# Avery has lymphoma



## lauren43 (Feb 6, 2011)

He was diagnosed with lymphoma on Friday. Avery just turned 4 in January. More than anything in the world I want to give him his best chance at survival, but I don't know how people afford to do chemo. 

The vet said that prednisone alone can show improvements, but from what I read online, I'll be lucky to get 1-2 months with him doing pred alone.

If we start chemo, the way I understand it is, they do it for a month, with weekly treatments that range in price. And the way he made it sound it would be 2K ish per week. How do people do it? 

I love this dog more than words can describe. I refuse to allow myself to think he could be gone in a matter of months, I simply can not imagine my life without him in it.

Anyone familiar with Lymphoma? Anyone know of any alternative treatments that have helped? Or does anyone have any worthy articles I could read?


----------



## Rvent (Apr 15, 2012)

Oh Lauren I am so sorry to hear this, I don't have any experience with this but maybe some alternative therapy. Chinese meds, cannabis oil. I know there is some sort of mushroom that helps cancer. I would research all I could. I am praying for you and Avery.


----------



## Rvent (Apr 15, 2012)

Canine Lymphoma: Alternative Treatments for Common Dog Cancer
New Treatment Option for Lymphoma in Dogs - PawNation
Homeopathic Remedies for Dogs With Lymphoma | eHow
Pet owners increasingly using medical marijuana to help their pets feel better - NaturalNews.com


Here are a few articles, I hope it helps


----------



## PDXdogmom (Jun 30, 2010)

We had a 7 year old Aussie die from lymphoma 6 years ago.

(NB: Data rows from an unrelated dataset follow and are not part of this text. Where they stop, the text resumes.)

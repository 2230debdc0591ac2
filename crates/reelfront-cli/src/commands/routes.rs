use anyhow::Result;
use serde::Serialize;

use reelfront_core::{Route, SiteContent};

#[derive(Serialize)]
struct RouteEntry<'a> {
    path: &'static str,
    title: &'static str,
    /// Label in the site navigation, if the page is linked there
    nav_label: Option<&'a str>,
}

pub fn run(content: &SiteContent, json: bool) -> Result<()> {
    let entries: Vec<RouteEntry> = Route::all()
        .iter()
        .map(|route| RouteEntry {
            path: route.path(),
            title: route.title(),
            nav_label: content
                .nav
                .iter()
                .find(|item| item.route == *route)
                .map(|item| item.label.as_str()),
        })
        .collect();

    if json {
        println!("{}", serde_json::to_string_pretty(&entries)?);
        return Ok(());
    }

    println!("Pages ({}):\n", entries.len());
    for (i, entry) in entries.iter().enumerate() {
        let nav = match entry.nav_label {
            Some(label) => format!("nav: {label}"),
            None => "not in nav".to_string(),
        };
        println!("  {} {:<10} {:<10} ({})", i + 1, entry.path, entry.title, nav);
    }
    Ok(())
}
//! Per-page state that only lives while the page is mounted
//!
//! Leaving a page unmounts its rail (cancelling the resume timer) and drops
//! everything else here.

use std::time::Instant;

use ratatui::layout::Rect;
use reelfront_core::content::{MediaImage, Testimonial};
use reelfront_core::media::{AudioPlayer, ClipGallery, SilentBackend};
use reelfront_core::rail::{Direction, FrameOutcome, PauseMode};
use reelfront_core::scene::Scene;
use reelfront_core::typewriter::Typewriter;
use reelfront_core::{MotionPreference, Rail, Route};

use crate::scroll::PageScroller;

/// The one rail a page carries
#[derive(Debug)]
pub enum PageRail {
    Testimonials(Rail<Testimonial>),
    Gallery(Rail<MediaImage>),
}

macro_rules! with_rail {
    ($rail:expr, $r:ident => $body:expr) => {
        match $rail {
            PageRail::Testimonials($r) => $body,
            PageRail::Gallery($r) => $body,
        }
    };
}

impl PageRail {
    pub fn measure(&mut self, scroll_width: f64, visible_width: f64) {
        with_rail!(self, r => r.measure(scroll_width, visible_width))
    }

    pub fn frame(&mut self, now: Instant, motion: &impl MotionPreference) -> FrameOutcome {
        with_rail!(self, r => r.frame(now, motion))
    }

    pub fn move_rail(&mut self, direction: Direction, now: Instant, motion: &impl MotionPreference) -> bool {
        with_rail!(self, r => r.move_rail(direction, now, motion))
    }

    pub fn pointer_enter(&mut self, now: Instant) -> PauseMode {
        with_rail!(self, r => r.pointer_enter(now))
    }

    pub fn pointer_leave(&mut self, now: Instant) -> PauseMode {
        with_rail!(self, r => r.pointer_leave(now))
    }

    pub fn focus_in(&mut self, now: Instant) -> PauseMode {
        with_rail!(self, r => r.focus_in(now))
    }

    pub fn focus_out(&mut self, now: Instant) -> PauseMode {
        with_rail!(self, r => r.focus_out(now))
    }

    pub fn needs_frames(&self, motion: &impl MotionPreference) -> bool {
        with_rail!(self, r => r.needs_frames(motion))
    }

    pub fn position(&self) -> Option<f64> {
        with_rail!(self, r => r.position())
    }

    pub fn pause_mode(&self) -> PauseMode {
        with_rail!(self, r => r.pause_mode())
    }

    pub fn is_navigating(&self) -> bool {
        with_rail!(self, r => r.is_navigating())
    }

    pub fn unmount(&mut self) {
        with_rail!(self, r => r.unmount())
    }
}

/// Screen regions recorded during the last draw, used for pointer hit tests
#[derive(Debug, Clone, Default)]
pub struct PageLayout {
    pub nav: Vec<(Rect, Route)>,
    pub rail: Option<Rect>,
    pub rail_prev: Option<Rect>,
    pub rail_next: Option<Rect>,
    pub content_height: u16,
    pub viewport_height: u16,
}

#[derive(Debug)]
pub struct Page {
    pub route: Route,
    pub rail: Option<PageRail>,
    pub scenes: Vec<Scene>,
    /// Children per scene that enter one after another
    pub scene_children: Vec<usize>,
    pub scroller: PageScroller,
    pub typewriter: Option<Typewriter>,
    pub game: usize,
    pub clips: Option<ClipGallery<SilentBackend>>,
    pub player: Option<AudioPlayer<SilentBackend>>,
    pub channel: usize,
    pub hovering: bool,
    pub layout: PageLayout,
}

impl Page {
    pub fn new(route: Route, scroller: PageScroller) -> Self {
        Self {
            route,
            rail: None,
            scenes: Vec::new(),
            scene_children: Vec::new(),
            scroller,
            typewriter: None,
            game: 0,
            clips: None,
            player: None,
            channel: 0,
            hovering: false,
            layout: PageLayout::default(),
        }
    }

    /// Tear down everything that could still fire
    pub fn unmount(&mut self) {
        if let Some(rail) = self.rail.as_mut() {
            rail.unmount();
        }
        if let Some(player) = self.player.as_mut() {
            player.pause();
        }
        if let Some(clips) = self.clips.as_mut() {
            clips.stop();
        }
    }
}

impl Drop for Page {
    fn drop(&mut self) {
        self.unmount();
    }
}
use ratatui::style::Color;

/// Runtime theme with configurable colors
#[derive(Debug, Clone, PartialEq)]
pub struct Theme {
    // Backgrounds, darkest first
    pub bg0: Color,
    pub bg1: Color,
    pub bg2: Color,

    // Foregrounds
    pub fg0: Color,
    pub fg1: Color,
    pub muted: Color,

    // Brand
    pub accent: Color,
    pub accent_alt: Color,
    pub highlight: Color,

    // Semantic
    pub error: Color,
    pub success: Color,
}

impl Default for Theme {
    fn default() -> Self {
        crate::themes::ember()
    }
}
//! Nord
//! https://www.nordtheme.com/

use ratatui::style::Color;

use crate::theme::Theme;

pub fn default() -> Theme {
    Theme {
        // Polar Night
        bg0: Color::Rgb(0x2e, 0x34, 0x40), // nord0
        bg1: Color::Rgb(0x3b, 0x42, 0x52), // nord1
        bg2: Color::Rgb(0x43, 0x4c, 0x5e), // nord2
        // Snow Storm
        fg0: Color::Rgb(0xec, 0xef, 0xf4), // nord6
        fg1: Color::Rgb(0xd8, 0xde, 0xe9), // nord4
        muted: Color::Rgb(0x61, 0x6e, 0x88),
        // Frost
        accent: Color::Rgb(0x88, 0xc0, 0xd0),     // nord8
        accent_alt: Color::Rgb(0x8f, 0xbc, 0xbb), // nord7
        highlight: Color::Rgb(0x4c, 0x56, 0x6a),  // nord3
        // Aurora
        error: Color::Rgb(0xbf, 0x61, 0x6a),   // nord11
        success: Color::Rgb(0xa3, 0xbe, 0x8c), // nord14
    }
}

We Went ahead with a chemo and pill regimen called the Wisconsin Protocol. Bottom line: he died 10 months after the initial diagnosis after a short remission. In retrospect, we would opt for the comfort-care only route of prednisone and simply shower him with love for the remaining 6-8 weeks.

Just because a technology or procedure exists does not mean it is always wise to use it. Dogs need to be allowed to die a "good death" and not necessarily prolong life at all costs.

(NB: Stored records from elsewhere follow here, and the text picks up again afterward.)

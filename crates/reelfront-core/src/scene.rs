//! Scroll-linked scene animation
//!
//! A scene is a block of a page that fades and slides in the first time it
//! comes into view, then drifts with a parallax offset that is a pure
//! function of scroll progress between two anchors.

use std::time::{Duration, Instant};

use crate::anim::timing::{lerp, progress};
use crate::anim::{EasingType, EasingTypeExt};
use crate::motion::MotionPreference;

/// Viewports narrower than this many columns use the compact variant
pub const COMPACT_MAX_WIDTH: u16 = 80;

const ENTRANCE_DURATION: Duration = Duration::from_millis(480);
const ENTRANCE_STAGGER: Duration = Duration::from_millis(90);

#[derive(Debug, Clone, Copy, PartialEq, Eq)]
pub enum Breakpoint {
    Compact,
    Wide,
}

impl Breakpoint {
    pub fn from_width(width: u16) -> Self {
        if width < COMPACT_MAX_WIDTH {
            Breakpoint::Compact
        } else {
            Breakpoint::Wide
        }
    }
}

/// Scroll offsets at which progress is 0 and 1
#[derive(Debug, Clone, Copy, PartialEq)]
pub struct SceneAnchors {
    pub start: f64,
    pub end: f64,
}

impl SceneAnchors {
    /// Anchors for a block at `top` that is `height` rows tall
    ///
    /// Progress starts when the block's top reaches the bottom of the viewport
    /// and ends when its bottom leaves the top.
    pub fn for_block(top: f64, height: f64, viewport_height: f64) -> Self {
        Self {
            start: top - viewport_height,
            end: top + height,
        }
    }

    /// Progress in `[0, 1]` for the given scroll offset
    pub fn progress(&self, scroll_offset: f64) -> f64 {
        let span = self.end - self.start;
        if !span.is_finite() || span <= 0.0 {
            return if scroll_offset >= self.end { 1.0 } else { 0.0 };
        }
        let p = (scroll_offset - self.start) / span;
        if p.is_nan() {
            0.0
        } else {
            p.clamp(0.0, 1.0)
        }
    }
}

/// Parallax travel per breakpoint, in rows
#[derive(Debug, Clone, Copy, PartialEq)]
pub struct Parallax {
    pub travel: f64,
    pub compact_travel: f64,
}

impl Default for Parallax {
    fn default() -> Self {
        Self {
            travel: 4.0,
            compact_travel: 1.5,
        }
    }
}

impl Parallax {
    /// Vertical offset for progress `p`: `+travel/2` at the start, `-travel/2`
    /// at the end, identity under reduced motion
    pub fn offset(&self, p: f64, breakpoint: Breakpoint, motion: &impl MotionPreference) -> f64 {
        if motion.prefers_reduced_motion() {
            return 0.0;
        }
        let travel = match breakpoint {
            Breakpoint::Compact => self.compact_travel,
            Breakpoint::Wide => self.travel,
        };
        lerp(travel / 2.0, -travel / 2.0, p.clamp(0.0, 1.0))
    }
}

/// One-shot staggered entrance
#[derive(Debug, Clone)]
pub struct Entrance {
    started: Option<Instant>,
    duration: Duration,
    stagger: Duration,
    easing: EasingType,
}

impl Default for Entrance {
    fn default() -> Self {
        Self::new(ENTRANCE_DURATION, ENTRANCE_STAGGER, EasingType::EaseOut)
    }
}

impl Entrance {
    pub fn new(duration: Duration, stagger: Duration, easing: EasingType) -> Self {
        Self {
            started: None,
            duration,
            stagger,
            easing,
        }
    }

    pub fn has_started(&self) -> bool {
        self.started.is_some()
    }

    /// Start the entrance; later calls are ignored
    ///
    /// Returns `true` only on the call that started it.
    pub fn trigger(&mut self, now: Instant) -> bool {
        if self.started.is_some() {
            return false;
        }
        self.started = Some(now);
        true
    }

    /// Reveal amount in `[0, 1]` of the `index`-th child
    pub fn reveal(&self, index: usize, now: Instant, motion: &impl MotionPreference) -> f64 {
        if motion.prefers_reduced_motion() {
            return 1.0;
        }
        let Some(started) = self.started else {
            return 0.0;
        };
        let delay = self.stagger.saturating_mul(index.min(u32::MAX as usize) as u32);
        let child_start = started + delay;
        if now < child_start {
            return 0.0;
        }
        self.easing.apply(progress(child_start, now, self.duration))
    }

    /// Rows the `index`-th child is still shifted down by
    pub fn slide(&self, index: usize, now: Instant, distance: u16, motion: &impl MotionPreference) -> u16 {
        let reveal = self.reveal(index, now, motion);
        lerp(f64::from(distance), 0.0, reveal).round().max(0.0) as u16
    }

    /// Whether all of `count` children are fully revealed
    pub fn is_settled(&self, count: usize, now: Instant, motion: &impl MotionPreference) -> bool {
        count == 0 || self.reveal(count - 1, now, motion) >= 1.0
    }
}

/// Computed state of a scene for one frame
#[derive(Debug, Clone, Copy, PartialEq)]
pub struct SceneFrame {
    pub progress: f64,
    pub parallax: f64,
    pub in_view: bool,
}

#[derive(Debug, Clone)]
pub struct Scene {
    anchors: SceneAnchors,
    parallax: Parallax,
    entrance: Entrance,
}

impl Scene {
    pub fn new(anchors: SceneAnchors) -> Self {
        Self {
            anchors,
            parallax: Parallax::default(),
            entrance: Entrance::default(),
        }
    }

    pub fn with_parallax(mut self, parallax: Parallax) -> Self {
        self.parallax = parallax;
        self
    }

    pub fn anchors(&self) -> SceneAnchors {
        self.anchors
    }

    /// Recompute anchors after a resize or layout change
    pub fn set_anchors(&mut self, anchors: SceneAnchors) {
        self.anchors = anchors;
    }

    pub fn entrance(&self) -> &Entrance {
        &self.entrance
    }

    /// Recompute progress and parallax for the current scroll offset,
    /// starting the entrance the first time the scene is in view
    pub fn update(
        &mut self,
        scroll_offset: f64,
        breakpoint: Breakpoint,
        now: Instant,
        motion: &impl MotionPreference,
    ) -> SceneFrame {
        let progress = self.anchors.progress(scroll_offset);
        let in_view = progress > 0.0 && progress < 1.0;
        if in_view || motion.prefers_reduced_motion() {
            self.entrance.trigger(now);
        }
        SceneFrame {
            progress,
            parallax: self.parallax.offset(progress, breakpoint, motion),
            in_view,
        }
    }
}

#[cfg(test)]
mod tests {
    use super::*;

    #[test]
    fn test_breakpoints() {
        assert_eq!(Breakpoint::from_width(60), Breakpoint::Compact);
        assert_eq!(Breakpoint::from_width(80), Breakpoint::Wide);
    }

    #[test]
    fn test_progress_mapping() {
        let anchors = SceneAnchors::for_block(100.0, 20.0, 40.0);
        assert_eq!(anchors.start, 60.0);
        assert_eq!(anchors.end, 120.0);
        assert_eq!(anchors.progress(0.0), 0.0);
        assert!((anchors.progress(90.0) - 0.5).abs() < 1e-9);
        assert_eq!(anchors.progress(500.0), 1.0);
    }

    #[test]
    fn test_degenerate_anchors() {
        let anchors = SceneAnchors { start: 10.0, end: 10.0 };
        assert_eq!(anchors.progress(9.0), 0.0);
        assert_eq!(anchors.progress(10.0), 1.0);
    }

    #[test]
    fn test_parallax_is_pure_and_responsive() {
        let parallax = Parallax::default();
        assert_eq!(parallax.offset(0.0, Breakpoint::Wide, &false), 2.0);
        assert_eq!(parallax.offset(1.0, Breakpoint::Wide, &false), -2.0);
        assert_eq!(parallax.offset(0.5, Breakpoint::Wide, &false), 0.0);
        assert!(parallax.offset(0.0, Breakpoint::Compact, &false) < parallax.offset(0.0, Breakpoint::Wide, &false));
        assert_eq!(
            parallax.offset(0.3, Breakpoint::Wide, &false),
            parallax.offset(0.3, Breakpoint::Wide, &false)
        );
    }

    #[test]
    fn test_reduced_motion_identity() {
        let parallax = Parallax::default();
        assert_eq!(parallax.offset(0.0, Breakpoint::Wide, &true), 0.0);

        let entrance = Entrance::default();
        let now = Instant::now();
        assert_eq!(entrance.reveal(3, now, &true), 1.0);
        assert_eq!(entrance.slide(3, now, 4, &true), 0);
    }

    #[test]
    fn test_entrance_is_one_shot_and_staggered() {
        let mut entrance = Entrance::new(
            Duration::from_millis(100),
            Duration::from_millis(50),
            EasingType::Linear,
        );
        let t0 = Instant::now();
        assert_eq!(entrance.reveal(0, t0, &false), 0.0);
        assert!(entrance.trigger(t0));
        assert!(!entrance.trigger(t0 + Duration::from_secs(5)));

        let t = t0 + Duration::from_millis(50);
        assert!((entrance.reveal(0, t, &false) - 0.5).abs() < 1e-9);
        assert_eq!(entrance.reveal(1, t, &false), 0.0);

        assert!(!entrance.is_settled(3, t0 + Duration::from_millis(150), &false));
        assert!(entrance.is_settled(3, t0 + Duration::from_millis(200), &false));
    }

    #[test]
    fn test_scene_triggers_entrance_in_view() {
        let mut scene = Scene::new(SceneAnchors::for_block(100.0, 20.0, 40.0));
        let now = Instant::now();
        let frame = scene.update(0.0, Breakpoint::Wide, now, &false);
        assert!(!frame.in_view);
        assert!(!scene.entrance().has_started());

        let frame = scene.update(80.0, Breakpoint::Wide, now, &false);
        assert!(frame.in_view);
        assert!(scene.entrance().has_started());
    }

    #[test]
    fn test_scene_under_reduced_motion_completes_immediately() {
        let mut scene = Scene::new(SceneAnchors::for_block(100.0, 20.0, 40.0));
        let now = Instant::now();
        let frame = scene.update(0.0, Breakpoint::Wide, now, &true);
        assert_eq!(frame.parallax, 0.0);
        assert!(scene.entrance().is_settled(5, now, &true));
    }
}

I am so sorry you are facing such a terrible diagnosis. While alternative medicine may provide some additional comfort on addition to the prednisone, I don't think any of them would significantly prolong life.


----------



## PDXdogmom (Jun 30, 2010)

We had a 7 year old Aussie die from lymphoma 6 years ago.

We Went ahead with a chemo and pill regimen called the Wisconsin Protocol. Bottom line: he died 10 months after the initial diagnosis after a short remission. In retrospect, we would opt for the comfort-care only route of prednisone and simply shower him with love for the remaining 6-8 weeks.

Just because a technology or procedure exists does not mean it is always wise to use it. Dogs need to be allowed to die a "good death" and not necessarily prolong life at all costs.

I am so sorry you are facing such a terrible diagnosis. While alternative medicine may provide some additional comfort on addition to the prednisone, I don't think any of them would significantly prolong life.


----------



## Taser (Mar 14, 2013)

I am sorry you are facing such a terrible situation.


----------



## NewfieAussie (Feb 19, 2013)

PDX mom gave some very good advice. I would have to agree with this. 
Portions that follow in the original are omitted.